It was my very thought! I did not sleep a single moment that night. But, after all, I could not recede. 我也正是这么想呀!那天晚上我片刻也没有睡着。可是事已至此,我究竟无法撒手了。
I was fully committed, and must go on with the fight. As I was looking listlessly over the papers at breakfast I came across this paragraph, and I may truly say I never was so confounded before. 我已经完全卷入了漩涡,不得不继续这场斗争。早餐时,我无精打采地看着报纸,忽然发现下面这么一段。老实说,我从来没有那么吃惊过。
PERJURY.--Perhaps, now that Mr. Mark Twain is before the people as a candidate for Governor, he will condescend to explain how he came to be convicted of perjury by thirty-four witnesses in Wakawak, Cochin China, in 1863, the intent of which perjury being to rob a poor native widow and her helpless family of a meager plantain-patch, their only stay and support in their bereavement and desolation. Mr. Twain owes it to himself, as well as to the great people whose suffrages he asks, to clear this matter up. Will he do it? 伪证罪——马克-吐温先生现在既然在大众面前当了州长候选人,他也许会赏个面子,说明一下他怎么会在一八六三年在交趾支那瓦卡瓦克被三十四个证人证明犯了伪证罪。那次做伪证的意图是要从一个贫苦的土著寡妇及其无依无靠的儿女手里夺取一块贫瘠的香蕉园,那是他们失去亲人之后的凄凉生活中惟一的依靠和惟一的生活来源。吐温先生应该把这桩事情交代清楚,才对得起他自己,才对得起他所要求投票支持他的广大人民。他是否会照办呢?
I thought I should burst with amazement! Such a cruel, heartless charge! I never had seen Cochin China! I never had heard of Wakawak! I didn't know a plantain-patch from a kangaroo! I did not know what to do. I was crazed and helpless. I let the day slip away without doing anything at all. The next morning the same paper had this--nothing more: 我觉得我简直诧异得要爆炸了,这样残酷无情的诬蔑!我一辈子连见也没有见过交趾支那!瓦卡瓦克我连听也没有听说过!至于香蕉园,我简直就不知道它和一只袋鼠有什么区别!我真不知道怎么办才好。我简直弄得神经错乱,不知所措。我只好把那一天混过去,根本就没有采取任何步骤。第二天早上,同一报纸上登着这么一条(别的什么也没有):
SIGNIFICANT.--Mr. Twain, it will be observed, is suggestively silent about the Cochin China perjury. 耐人寻味——大家都会注意到,吐温先生对于那桩交趾支那的伪证案保持缄默,似有隐衷。
[Mem.--During the rest of the campaign this paper never referred to me in any other way than as "the infamous perjurer Twain."] (附注——从此以后,在竞选运动期中,这个报纸一提到我,惟一的称呼就始终是“无耻的伪证制造者吐温”。)

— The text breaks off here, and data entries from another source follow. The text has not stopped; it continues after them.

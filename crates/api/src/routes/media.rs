//! Route definitions for the `/media` resource.

use axum::routing::{get, put};
use axum::Router;

use crate::handlers::media;
use crate::state::AppState;

/// Routes mounted at `/media`. All require authentication and are scoped to
/// the caller's own items.
pub fn router() -> Router<AppState> {
    Router::new()
        .route("/", get(media::list_media).post(media::create_media))
        .route("/{id}", put(media::update_media).delete(media::delete_media))
}
//! Handlers for the `/admin` resource.
//!
//! Every handler here takes [`RequireAdmin`], which re-reads the caller's
//! current role from the store on each request. A session handle minted
//! before a demotion buys nothing.

use axum::extract::{Path, Query, State};
use axum::Json;
use beehive_core::error::CoreError;
use beehive_core::roles::{ROLE_ADMIN, ROLE_USER};
use beehive_core::types::DbId;
use beehive_db::models::account::AccountResponse;
use beehive_db::models::media::MediaItem;
use beehive_db::models::notification::Notification;
use beehive_db::repositories::{AccountRepo, MediaRepo, NotificationRepo};
use serde::Deserialize;

use crate::error::{AppError, AppResult};
use crate::middleware::rbac::RequireAdmin;
use crate::state::AppState;

/// Request body for `PUT /admin/users/{id}/role`.
#[derive(Debug, Deserialize)]
pub struct UpdateRoleRequest {
    pub role: String,
}

/// Query parameters for `GET /admin/notifications`.
#[derive(Debug, Deserialize)]
pub struct NotificationParams {
    /// When true, atomically mark the returned batch seen.
    #[serde(default)]
    pub mark_seen: bool,
}

/// GET /api/v1/admin/users
pub async fn list_users(
    State(state): State<AppState>,
    RequireAdmin(_admin): RequireAdmin,
) -> AppResult<Json<Vec<AccountResponse>>> {
    let accounts = AccountRepo::list(&state.pool).await?;
    Ok(Json(accounts.into_iter().map(Into::into).collect()))
}

/// GET /api/v1/admin/users/{id}/media
pub async fn user_media(
    State(state): State<AppState>,
    RequireAdmin(_admin): RequireAdmin,
    Path(id): Path<DbId>,
) -> AppResult<Json<Vec<MediaItem>>> {
    AccountRepo::find_by_id(&state.pool, id)
        .await?
        .ok_or(AppError::Core(CoreError::NotFound {
            entity: "account",
            id,
        }))?;

    let items = MediaRepo::list_by_account(&state.pool, id).await?;
    Ok(Json(items))
}

/// PUT /api/v1/admin/users/{id}/role
pub async fn update_role(
    State(state): State<AppState>,
    RequireAdmin(admin): RequireAdmin,
    Path(id): Path<DbId>,
    Json(input): Json<UpdateRoleRequest>,
) -> AppResult<Json<AccountResponse>> {
    if input.role != ROLE_USER && input.role != ROLE_ADMIN {
        return Err(AppError::Core(CoreError::Validation(format!(
            "Unknown role: {}",
            input.role
        ))));
    }

    let account = AccountRepo::update_role(&state.pool, id, &input.role)
        .await?
        .ok_or(AppError::Core(CoreError::NotFound {
            entity: "account",
            id,
        }))?;

    tracing::info!(
        admin_id = admin.account_id,
        account_id = account.id,
        role = %account.role,
        "Role updated"
    );

    Ok(Json(account.into()))
}

/// GET /api/v1/admin/notifications
///
/// Unseen upload notifications, newest first. With `?mark_seen=true` the
/// batch is marked seen in the same statement that reads it, so concurrent
/// dashboard polls never double-deliver.
pub async fn notifications(
    State(state): State<AppState>,
    RequireAdmin(_admin): RequireAdmin,
    Query(params): Query<NotificationParams>,
) -> AppResult<Json<Vec<Notification>>> {
    let rows = if params.mark_seen {
        NotificationRepo::take_unseen(&state.pool).await?
    } else {
        NotificationRepo::list_unseen(&state.pool).await?
    };
    Ok(Json(rows))
}
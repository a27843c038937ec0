//! Repository layer.
//!
//! Each repository is a zero-sized struct providing async CRUD methods
//! that accept `&PgPool` as the first argument.

pub mod account_repo;
pub mod media_repo;
pub mod message_repo;
pub mod notification_repo;
pub mod oauth_state_repo;
pub mod pending_registration_repo;
pub mod session_repo;

pub use account_repo::AccountRepo;
pub use media_repo::MediaRepo;
pub use message_repo::MessageRepo;
pub use notification_repo::NotificationRepo;
pub use oauth_state_repo::OAuthStateRepo;
pub use pending_registration_repo::PendingRegistrationRepo;
pub use session_repo::SessionRepo;
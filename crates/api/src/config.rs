use crate::auth::token::SessionTokenConfig;

/// Server configuration loaded from environment variables.
///
/// All fields except secrets have defaults suitable for local development.
#[derive(Debug, Clone)]
pub struct ServerConfig {
    /// Bind address (default: `0.0.0.0`).
    pub host: String,
    /// Bind port (default: `3000`).
    pub port: u16,
    /// Allowed CORS origins, parsed from comma-separated `CORS_ORIGINS`.
    pub cors_origins: Vec<String>,
    /// HTTP request timeout in seconds (default: `30`).
    pub request_timeout_secs: u64,
    /// Session token configuration (secret, expiry durations).
    pub session: SessionTokenConfig,
    /// Emails granted one-time admin elevation on successful authentication,
    /// parsed from comma-separated `ADMIN_EMAILS`. Empty means nobody.
    pub admin_emails: Vec<String>,
    /// Google SSO configuration; `None` disables the SSO routes.
    pub google: Option<GoogleConfig>,
}

/// Google OIDC settings.
#[derive(Debug, Clone)]
pub struct GoogleConfig {
    pub client_id: String,
    pub client_secret: String,
    pub redirect_uri: String,
    /// Provider issuer URL (default: `https://accounts.google.com`).
    pub issuer_url: String,
}

impl ServerConfig {
    /// Load configuration from environment variables with defaults.
    ///
    /// | Env Var                | Default                    |
    /// |------------------------|----------------------------|
    /// | `HOST`                 | `0.0.0.0`                  |
    /// | `PORT`                 | `3000`                     |
    /// | `CORS_ORIGINS`         | `http://localhost:5173`    |
    /// | `REQUEST_TIMEOUT_SECS` | `30`                       |
    /// | `ADMIN_EMAILS`         | empty                      |
    ///
    /// Google SSO is enabled only when `GOOGLE_CLIENT_ID`,
    /// `GOOGLE_CLIENT_SECRET`, and `GOOGLE_REDIRECT_URI` are all present.
    pub fn from_env() -> Self {
        let host = std::env::var("HOST").unwrap_or_else(|_| "0.0.0.0".into());

        let port: u16 = std::env::var("PORT")
            .unwrap_or_else(|_| "3000".into())
            .parse()
            .expect("PORT must be a valid u16");

        let cors_origins: Vec<String> = std::env::var("CORS_ORIGINS")
            .unwrap_or_else(|_| "http://localhost:5173".into())
            .split(',')
            .map(|s| s.trim().to_string())
            .filter(|s| !s.is_empty())
            .collect();

        let request_timeout_secs: u64 = std::env::var("REQUEST_TIMEOUT_SECS")
            .unwrap_or_else(|_| "30".into())
            .parse()
            .expect("REQUEST_TIMEOUT_SECS must be a valid u64");

        let admin_emails: Vec<String> = std::env::var("ADMIN_EMAILS")
            .unwrap_or_default()
            .split(',')
            .map(|s| s.trim().to_lowercase())
            .filter(|s| !s.is_empty())
            .collect();

        let session = SessionTokenConfig::from_env();

        let google = GoogleConfig::from_env();

        Self {
            host,
            port,
            cors_origins,
            request_timeout_secs,
            session,
            admin_emails,
            google,
        }
    }

    /// Whether `email` is on the one-time admin elevation allow-list.
    pub fn is_admin_email(&self, email: &str) -> bool {
        let email = email.to_lowercase();
        self.admin_emails.iter().any(|e| *e == email)
    }
}

impl GoogleConfig {
    /// Read Google SSO settings; returns `None` (SSO disabled) unless all
    /// required variables are present.
    fn from_env() -> Option<Self> {
        let client_id = std::env::var("GOOGLE_CLIENT_ID").ok()?;
        let client_secret = std::env::var("GOOGLE_CLIENT_SECRET").ok()?;
        let redirect_uri = std::env::var("GOOGLE_REDIRECT_URI").ok()?;
        let issuer_url = std::env::var("GOOGLE_ISSUER_URL")
            .unwrap_or_else(|_| "https://accounts.google.com".into());

        Some(Self {
            client_id,
            client_secret,
            redirect_uri,
            issuer_url,
        })
    }
}
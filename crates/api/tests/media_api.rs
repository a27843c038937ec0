//! Integration tests for upload metadata CRUD and the chat thread.

mod common;

use axum::http::StatusCode;
use beehive_api::auth::password::hash_secret;
use beehive_core::roles::{ROLE_ADMIN, ROLE_USER};
use beehive_db::models::account::CreateAccount;
use beehive_db::repositories::AccountRepo;
use common::{body_json, delete_auth, get_auth, post_json, post_json_auth, put_json_auth};
use sqlx::PgPool;

const PASSWORD: &str = "test_password_123!";

/// Create an account and return its id plus a logged-in access token.
async fn account_with_token(pool: &PgPool, username: &str, role: &str) -> (i64, String) {
    let input = CreateAccount {
        username: username.to_string(),
        email: format!("{username}@test.com"),
        password_hash: Some(hash_secret(PASSWORD).expect("hashing should succeed")),
        external_id: None,
        role: role.to_string(),
        first_name: None,
        last_name: None,
        security_question: None,
        security_answer_hash: None,
    };
    let account = AccountRepo::create(pool, &input)
        .await
        .expect("account creation should succeed");

    let app = common::build_test_app(pool.clone());
    let body = serde_json::json!({ "username": username, "password": PASSWORD });
    let response = post_json(app, "/api/v1/auth/login", body).await;
    assert_eq!(response.status(), StatusCode::OK);
    let token = body_json(response).await["access_token"]
        .as_str()
        .unwrap()
        .to_string();

    (account.id, token)
}

/// Record an upload and return its id.
async fn create_item(pool: &PgPool, token: &str, title: &str) -> i64 {
    let app = common::build_test_app(pool.clone());
    let body = serde_json::json!({
        "filename": format!("{title}.mp4"),
        "title": title,
        "description": "a description",
        "sentiment": "joyful"
    });
    let response = post_json_auth(app, "/api/v1/media", body, token).await;
    assert_eq!(response.status(), StatusCode::CREATED);
    body_json(response).await["id"].as_i64().unwrap()
}

/// Create, list, edit, delete -- the full owner path.
#[sqlx::test(migrations = "../db/migrations")]
async fn test_media_crud(pool: PgPool) {
    let (_id, token) = account_with_token(&pool, "uploader", ROLE_USER).await;

    let item_id = create_item(&pool, &token, "first-clip").await;

    let app = common::build_test_app(pool.clone());
    let response = get_auth(app, "/api/v1/media", &token).await;
    assert_eq!(response.status(), StatusCode::OK);
    let items = body_json(response).await;
    assert_eq!(items.as_array().unwrap().len(), 1);
    assert_eq!(items[0]["title"], "first-clip");

    let app = common::build_test_app(pool.clone());
    let body = serde_json::json!({ "title": "renamed-clip" });
    let response = put_json_auth(app, &format!("/api/v1/media/{item_id}"), body, &token).await;
    assert_eq!(response.status(), StatusCode::OK);
    let updated = body_json(response).await;
    assert_eq!(updated["title"], "renamed-clip");
    assert_eq!(updated["description"], "a description");

    let app = common::build_test_app(pool.clone());
    let response = delete_auth(app, &format!("/api/v1/media/{item_id}"), &token).await;
    assert_eq!(response.status(), StatusCode::NO_CONTENT);

    let app = common::build_test_app(pool);
    let response = get_auth(app, "/api/v1/media", &token).await;
    let items = body_json(response).await;
    assert!(items.as_array().unwrap().is_empty());
}

/// Empty title or description is rejected with 400.
#[sqlx::test(migrations = "../db/migrations")]
async fn test_media_create_validation(pool: PgPool) {
    let (_id, token) = account_with_token(&pool, "validator", ROLE_USER).await;

    let app = common::build_test_app(pool);
    let body = serde_json::json!({
        "filename": "clip.mp4",
        "title": "   ",
        "description": "a description"
    });
    let response = post_json_auth(app, "/api/v1/media", body, &token).await;
    assert_eq!(response.status(), StatusCode::BAD_REQUEST);
}

/// One user cannot touch another's items, and the response never reveals
/// that the item exists.
#[sqlx::test(migrations = "../db/migrations")]
async fn test_media_is_owner_scoped(pool: PgPool) {
    let (_owner_id, owner_token) = account_with_token(&pool, "owner", ROLE_USER).await;
    let (_other_id, other_token) = account_with_token(&pool, "intruder", ROLE_USER).await;

    let item_id = create_item(&pool, &owner_token, "private-clip").await;

    let app = common::build_test_app(pool.clone());
    let body = serde_json::json!({ "title": "stolen" });
    let response = put_json_auth(
        app,
        &format!("/api/v1/media/{item_id}"),
        body,
        &other_token,
    )
    .await;
    assert_eq!(response.status(), StatusCode::NOT_FOUND);

    let app = common::build_test_app(pool.clone());
    let response = delete_auth(app, &format!("/api/v1/media/{item_id}"), &other_token).await;
    assert_eq!(response.status(), StatusCode::NOT_FOUND);

    // Still intact for the owner.
    let app = common::build_test_app(pool);
    let response = get_auth(app, "/api/v1/media", &owner_token).await;
    let items = body_json(response).await;
    assert_eq!(items[0]["title"], "private-clip");
}

/// Sending and reading the user<->admin thread.
#[sqlx::test(migrations = "../db/migrations")]
async fn test_chat_thread(pool: PgPool) {
    let (user_id, user_token) = account_with_token(&pool, "chatter", ROLE_USER).await;
    let (admin_id, admin_token) = account_with_token(&pool, "helpdesk", ROLE_ADMIN).await;

    let app = common::build_test_app(pool.clone());
    let body = serde_json::json!({ "to_account_id": admin_id, "content": "hello?" });
    let response = post_json_auth(app, "/api/v1/chat/messages", body, &user_token).await;
    assert_eq!(response.status(), StatusCode::CREATED);

    let app = common::build_test_app(pool.clone());
    let body = serde_json::json!({ "to_account_id": user_id, "content": "hi there" });
    let response = post_json_auth(app, "/api/v1/chat/messages", body, &admin_token).await;
    assert_eq!(response.status(), StatusCode::CREATED);

    let app = common::build_test_app(pool.clone());
    let response = get_auth(app, "/api/v1/chat/messages", &user_token).await;
    assert_eq!(response.status(), StatusCode::OK);
    let thread = body_json(response).await;
    let thread = thread.as_array().unwrap();
    assert_eq!(thread.len(), 2);
    // Oldest first.
    assert_eq!(thread[0]["content"], "hello?");
    assert_eq!(thread[1]["content"], "hi there");

    // The admin sees the same thread.
    let app = common::build_test_app(pool.clone());
    let response = get_auth(app, "/api/v1/chat/messages", &admin_token).await;
    assert_eq!(response.status(), StatusCode::OK);
    let thread = body_json(response).await;
    let thread = thread.as_array().unwrap();
    assert_eq!(thread.len(), 2);
    assert_eq!(thread[0]["content"], "hello?");
    assert_eq!(thread[1]["content"], "hi there");

    // Empty content is rejected.
    let app = common::build_test_app(pool);
    let body = serde_json::json!({ "to_account_id": admin_id, "content": "  " });
    let response = post_json_auth(app, "/api/v1/chat/messages", body, &user_token).await;
    assert_eq!(response.status(), StatusCode::BAD_REQUEST);
}

/// An admin who has not replied yet still sees incoming user messages.
#[sqlx::test(migrations = "../db/migrations")]
async fn test_admin_sees_incoming_messages(pool: PgPool) {
    let (_user_id, user_token) = account_with_token(&pool, "chatter", ROLE_USER).await;
    let (admin_id, admin_token) = account_with_token(&pool, "helpdesk", ROLE_ADMIN).await;

    let app = common::build_test_app(pool.clone());
    let body = serde_json::json!({ "to_account_id": admin_id, "content": "anyone there?" });
    let response = post_json_auth(app, "/api/v1/chat/messages", body, &user_token).await;
    assert_eq!(response.status(), StatusCode::CREATED);

    let app = common::build_test_app(pool);
    let response = get_auth(app, "/api/v1/chat/messages", &admin_token).await;
    assert_eq!(response.status(), StatusCode::OK);
    let thread = body_json(response).await;
    let thread = thread.as_array().unwrap();
    assert_eq!(thread.len(), 1, "the admin must see the incoming message");
    assert_eq!(thread[0]["content"], "anyone there?");
}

Next came the Gazette, with this: 其次是《新闻报》,上面登着这么一段:
WANTED TO KNOW.--Will the new candidate for Governor deign to explain to certain of his fellow-citizens (who are suffering to vote for him!) the little circumstance of his cabin-mates in Montana losing small valuables from time to time, until at last, these things having been invariably found on Mr. Twain's person or in his "trunk" (newspaper he rolled his traps in), they felt compelled to give him a friendly admonition for his own good, and so tarred and feathered him, and rode him on a rail; and then advised him to leave a permanent vacuum in the place he usually occupied in the camp. Will he do this? 敬请说明——新任州长竞选人可否将下述事实经过向本市若干迫切等待着给他投票的市民赐予说明,以释群疑?他在蒙大拿的时候,和他同住在一间小房子里的伙伴们时常遗失一些小小的贵重物品,后来这些东西通通在吐温先生身上或是他的“皮箱”(他用来包裹身边物品的报纸)里找到了。于是大家为了帮助他改过自新,就不得不对他进一番友谊的忠告,所以就给他浑身涂满柏油,粘上羽毛,让他吃“坐木杠”的苦头,然后就叫他永远离开他在这个工棚里所占的位子。这究竟是怎么回事,他可以说明一下吗?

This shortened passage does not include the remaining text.